Question 5: Do you think pandemic disruption has also perhaps changed the way executives view pre-existing, conventional processes? How has it altered the ways of working in the pharma and healthcare industry?

At the start of the COVID-19 pandemic, there was an initial shock to the system. Different operational teams within the healthcare industry reacted and adapted differently. For example, while manufacturing and supply chain processes adapted really well, executives focused their efforts on solving demand problems.

Overall, the healthcare industry made substantial strides with regard to communication capabilities, especially between patients/caregivers and physicians. Traditional in-person visits drastically reduced and tele-interactions increased. There was also a growing need to prioritize patients that needed care. Additionally, the general fear of misinformation led to patients with relatively less severe medical conditions abandoning medication or not adhering to the needed treatment.

What was also observed in the healthcare industry, was a spike in digital transformation investments as stakeholders strived to bridge these operational gaps. Catalyzed digital transformation resulted in organically improved analytics capabilities, and as a result, these stakeholders were better prepared for further AI adoption.

Question 6: Finally, shifting focus to your career – you have worked in healthcare marketing for a long time now. What has prompted you to make a career change to analytics consulting & focusing on AI/ML based solutions?

In the last few years, I have witnessed how the healthcare industry has been pushing the envelope by enhancing data and analytics capabilities like a CPG firm or a retailer would, focusing on engaging customers better, tailoring offerings to their needs instead of a one-size-fits-all approach and creating maximum value for users.

My career shift, therefore, could not have been better timed. It bodes really well that MathCo.’s intrinsic way of working is to customize solutions with pertinent AI and ML tools – to help customers discover what is best for them to drive decision making and improve their overall analytical maturity.

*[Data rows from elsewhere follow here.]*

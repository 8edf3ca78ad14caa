// src/types/mem.rs
//
// Operations on the Mem flavor of flow types: per-alias reads, stores,
// skinny merges, liveness flattening and the escape closure.

use crate::bits::{BitsAlias, NIL_BIT};

use super::{Fld, TypeId, TypeKind, TypeStore};

impl TypeStore {
    /// The object stored at `alias`, falling back to the default slot.
    pub fn mem_at(&self, mem: TypeId, alias: u32) -> TypeId {
        match self.kind(mem) {
            TypeKind::Mem { objs, .. } => {
                let dflt = objs[1].expect("canonical mem has a default");
                objs.get(alias as usize).copied().flatten().unwrap_or(dflt)
            }
            _ => panic!("mem_at on a non-mem"),
        }
    }

    pub fn mem_any(&self, mem: TypeId) -> bool {
        match self.kind(mem) {
            TypeKind::Mem { any, .. } => *any,
            _ => panic!("mem_any on a non-mem"),
        }
    }

    pub fn mem_len(&self, mem: TypeId) -> usize {
        match self.kind(mem) {
            TypeKind::Mem { objs, .. } => objs.len(),
            _ => panic!("mem_len on a non-mem"),
        }
    }

    /// All objects loadable through `ptr`: join across a high alias set,
    /// meet across a low one. The nil alias is skipped; a load through a
    /// possibly-nil pointer is reported by the node layer, not here.
    pub fn mem_ld(&mut self, mem: TypeId, ptr: TypeId) -> TypeId {
        let t = self.t();
        let (aliases, any) = match self.kind(ptr) {
            TypeKind::MemPtr { aliases, .. } => (aliases.clone(), self.above_center(ptr)),
            _ => return self.oob(ptr, t.obj),
        };
        let mut obj = if any { t.obj } else { t.xobj };
        for alias in aliases.iter() {
            if alias == NIL_BIT {
                continue;
            }
            let at = self.mem_at(mem, alias);
            obj = if any { self.join(obj, at) } else { self.meet(obj, at) };
        }
        obj
    }

    /// Store `val` into field `fld` through `ptr`. A single-alias pointer
    /// whose alias was never split updates the slot precisely; an ambiguous
    /// pointer meets the update in.
    pub fn mem_st(&mut self, mem: TypeId, ptr: TypeId, fld: &str, val: TypeId) -> TypeId {
        let aliases = match self.kind(ptr) {
            TypeKind::MemPtr { aliases, .. } => aliases.clone(),
            _ => return self.t().allmem,
        };
        let precise = aliases.abit().map_or(false, |a| !self.alias_tree.is_parent(a));
        self.mem_update(mem, &aliases, precise, |ts, obj| ts.obj_st(obj, fld, val, precise))
    }

    /// Replace the whole object through `ptr`; the store-node flavor of `st`.
    pub fn mem_st_obj(&mut self, mem: TypeId, ptr: TypeId, obj: TypeId) -> TypeId {
        let aliases = match self.kind(ptr) {
            TypeKind::MemPtr { aliases, .. } => aliases.clone(),
            _ => return self.t().allmem,
        };
        let precise = aliases.abit().map_or(false, |a| !self.alias_tree.is_parent(a));
        self.mem_update(mem, &aliases, precise, |ts, old| {
            if precise { obj } else { ts.meet(old, obj) }
        })
    }

    fn mem_update(
        &mut self,
        mem: TypeId,
        aliases: &BitsAlias,
        _precise: bool,
        mut upd: impl FnMut(&mut Self, TypeId) -> TypeId,
    ) -> TypeId {
        let (any, len) = match self.kind(mem) {
            TypeKind::Mem { any, objs } => (*any, objs.len()),
            _ => panic!("mem_update on a non-mem"),
        };
        let max_alias = aliases.iter().max().unwrap_or(0) as usize;
        let mut objs: Vec<Option<TypeId>> = (0..len.max(max_alias + 1))
            .map(|i| if i == 0 { None } else { Some(self.mem_at(mem, i as u32)) })
            .collect();
        for alias in aliases.iter() {
            if alias == NIL_BIT {
                continue;
            }
            let old = self.mem_at(mem, alias);
            objs[alias as usize] = Some(upd(self, old));
        }
        self.mem_make(any, objs)
    }

    // Field-level object update backing `mem_st`.
    fn obj_st(&mut self, obj: TypeId, fld: &str, val: TypeId, precise: bool) -> TypeId {
        let t = self.t();
        match self.kind(obj).clone() {
            TypeKind::Struct { any, flds } => {
                let mut out: Vec<Fld> = Vec::with_capacity(flds.len());
                let mut found = false;
                for f in &flds {
                    if &*f.name == fld {
                        found = true;
                        let ty = if precise { val } else { self.meet(f.ty, val) };
                        out.push(Fld { name: f.name.clone(), access: f.access, ty });
                    } else {
                        out.push(f.clone());
                    }
                }
                if !found {
                    return t.obj; // unknown layout
                }
                self.struct_make(any, out)
            }
            _ => t.obj,
        }
    }

    /// Merge a skinny single-alias memory into this one; the given slot is
    /// precise.
    pub fn mem_merge(&mut self, mem: TypeId, skinny: TypeId) -> TypeId {
        let (alias, obj) = match self.kind(skinny) {
            TypeKind::Mem { objs, .. } => {
                let alias = objs.len() - 1;
                debug_assert!(alias >= 1);
                debug_assert!(objs.get(2..alias).map_or(true, |s| s.iter().all(|o| o.is_none())));
                (alias, objs[alias].expect("skinny mem carries its slot"))
            }
            _ => panic!("mem_merge of a non-mem"),
        };
        let (any, len) = match self.kind(mem) {
            TypeKind::Mem { any, objs } => (*any, objs.len()),
            _ => panic!("mem_merge on a non-mem"),
        };
        let mut objs: Vec<Option<TypeId>> = (0..len.max(alias + 1))
            .map(|i| {
                if i == 0 {
                    None
                } else if i < len {
                    match self.kind(mem) {
                        TypeKind::Mem { objs, .. } => objs[i],
                        _ => unreachable!(),
                    }
                } else {
                    None
                }
            })
            .collect();
        objs[alias] = Some(obj);
        self.mem_make(any, objs)
    }

    /// Liveness summary: every alias holding a real object becomes a plain
    /// "used" object, everything above center stays don't-care.
    pub fn flatten_live_fields(&mut self, mem: TypeId) -> TypeId {
        let t = self.t();
        let (any, len) = match self.kind(mem) {
            TypeKind::Mem { any, objs } => (*any, objs.len()),
            _ => panic!("flatten_live_fields on a non-mem"),
        };
        let mut objs: Vec<Option<TypeId>> = vec![None; len];
        for (i, slot) in objs.iter_mut().enumerate().skip(1) {
            let at = self.mem_at(mem, i as u32);
            *slot = Some(if self.above_center(at) { t.xobj } else { t.obj });
        }
        self.mem_make(any, objs)
    }

    /// Transitive closure of aliases reachable from `aliases` through the
    /// objects stored in `mem` (struct fields, array elements, displays).
    pub fn all_reaching_aliases(&mut self, mem: TypeId, aliases: &BitsAlias) -> BitsAlias {
        if *aliases == BitsAlias::full() || *aliases == BitsAlias::empty() {
            return aliases.clone();
        }
        let mut acc = aliases.clone();
        loop {
            let mut next = acc.clone();
            for alias in acc.iter() {
                if alias == NIL_BIT {
                    continue;
                }
                let obj = self.mem_at(mem, alias);
                next = self.obj_reaching(obj, next);
            }
            if next == acc {
                return acc;
            }
            acc = next;
        }
    }

    fn obj_reaching(&mut self, obj: TypeId, mut acc: BitsAlias) -> BitsAlias {
        match self.kind(obj).clone() {
            TypeKind::Struct { flds, .. } => {
                for f in &flds {
                    acc = self.scalar_reaching(f.ty, acc);
                }
                acc
            }
            TypeKind::Ary { elem, .. } => self.scalar_reaching(elem, acc),
            _ => acc,
        }
    }

    fn scalar_reaching(&mut self, ty: TypeId, acc: BitsAlias) -> BitsAlias {
        match self.kind(ty).clone() {
            TypeKind::MemPtr { aliases, .. } => acc.meet(&aliases, &self.alias_tree),
            TypeKind::FunPtr { dsp, .. } => self.scalar_reaching(dsp, acc),
            _ => acc,
        }
    }
}

#[cfg(test)]
mod tests {
    use super::*;
    use crate::bits::BitsAlias;
    use crate::types::{Access, TypeStore};

    fn xy_struct(ts: &mut TypeStore) -> TypeId {
        let x = ts.int_con(5);
        let y = ts.int_con(9);
        ts.struct_make(
            false,
            vec![
                Fld { name: "x".into(), access: Access::Final, ty: x },
                Fld { name: "y".into(), access: Access::Final, ty: y },
            ],
        )
    }

    #[test]
    fn test_ld_single_alias() {
        let mut ts = TypeStore::new();
        let t = ts.t();
        let a = ts.alias_tree.new_id();
        let obj = xy_struct(&mut ts);
        let mem = ts.mem_single(a, obj);
        let ptr = ts.memptr_make(BitsAlias::make_const(a), t.obj);
        assert_eq!(ts.mem_ld(mem, ptr), obj);
    }

    #[test]
    fn test_st_field_precise() {
        let mut ts = TypeStore::new();
        let t = ts.t();
        let a = ts.alias_tree.new_id();
        let obj = xy_struct(&mut ts);
        let mem = ts.mem_single(a, obj);
        let ptr = ts.memptr_make(BitsAlias::make_const(a), t.obj);
        let seven = ts.int_con(7);
        let mem2 = ts.mem_st(mem, ptr, "x", seven);
        let got = ts.mem_at(mem2, a);
        match ts.kind(got) {
            crate::types::TypeKind::Struct { flds, .. } => {
                assert_eq!(flds[0].ty, seven);
                assert_eq!(&*flds[1].name, "y");
            }
            _ => panic!("expected a struct"),
        }
    }

    #[test]
    fn test_st_field_imprecise_meets() {
        let mut ts = TypeStore::new();
        let t = ts.t();
        let a = ts.alias_tree.new_id();
        let b = ts.alias_tree.new_id();
        let obj = xy_struct(&mut ts);
        let mem0 = ts.mem_single(a, obj);
        let skinny = ts.mem_single(b, obj);
        let mem = ts.mem_merge(mem0, skinny);
        let tree = ts.alias_tree.clone();
        let two = BitsAlias::make(&tree, &[a, b]);
        let ptr = ts.memptr_make(two, t.obj);
        let seven = ts.int_con(7);
        let mem2 = ts.mem_st(mem, ptr, "x", seven);
        let got = ts.mem_at(mem2, a);
        match ts.kind(got) {
            crate::types::TypeKind::Struct { flds, .. } => {
                // 5 meet 7 is a small non-nil int, not a constant
                assert_eq!(flds[0].ty, t.nint8);
            }
            _ => panic!("expected a struct"),
        }
    }

    #[test]
    fn test_merge_skinny() {
        let mut ts = TypeStore::new();
        let t = ts.t();
        let a = ts.alias_tree.new_id();
        let obj = xy_struct(&mut ts);
        let skinny = ts.mem_single(a, obj);
        let merged = ts.mem_merge(t.anymem, skinny);
        assert_eq!(ts.mem_at(merged, a), obj);
        assert!(ts.mem_any(merged));
    }

    #[test]
    fn test_flatten_live_fields() {
        let mut ts = TypeStore::new();
        let t = ts.t();
        let a = ts.alias_tree.new_id();
        let obj = xy_struct(&mut ts);
        let mem = ts.mem_single(a, obj);
        let flat = ts.flatten_live_fields(mem);
        assert_eq!(ts.mem_at(flat, a), t.obj);
        assert_eq!(ts.mem_at(flat, a + 1), t.xobj);
    }

    #[test]
    fn test_all_reaching_aliases() {
        let mut ts = TypeStore::new();
        let t = ts.t();
        let a = ts.alias_tree.new_id();
        let b = ts.alias_tree.new_id();
        // Object at alias `a` points at alias `b`
        let inner = ts.memptr_make(BitsAlias::make_const(b), t.obj);
        let obj_a = ts.struct_make(
            false,
            vec![Fld { name: "p".into(), access: Access::Final, ty: inner }],
        );
        let m0 = ts.mem_single(a, obj_a);
        let obj = xy_struct(&mut ts);
        let skinny = ts.mem_single(b, obj);
        let mem = ts.mem_merge(m0, skinny);
        let esc = ts.all_reaching_aliases(mem, &BitsAlias::make_const(a));
        assert!(esc.test(a));
        assert!(esc.test(b));
    }
}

By building custom analytics products for businesses across industries and their specific pain points, I think that MathCo. is truly enabling robust, end-to-end analytics journeys - right from the stage of conceptualization until consumption. This next gen problem-solving approach is key to ensuring that the future is filled with innovative, industry-agnostic processes, that revolutionize our ways of working and help customers derive immense value.

I am sure that the experience will facilitate a wide variety of learning – along with tremendous fulfilment when analytics products truly get mobilized, and fuel data into decisions that herald in next-gen analytics capabilities.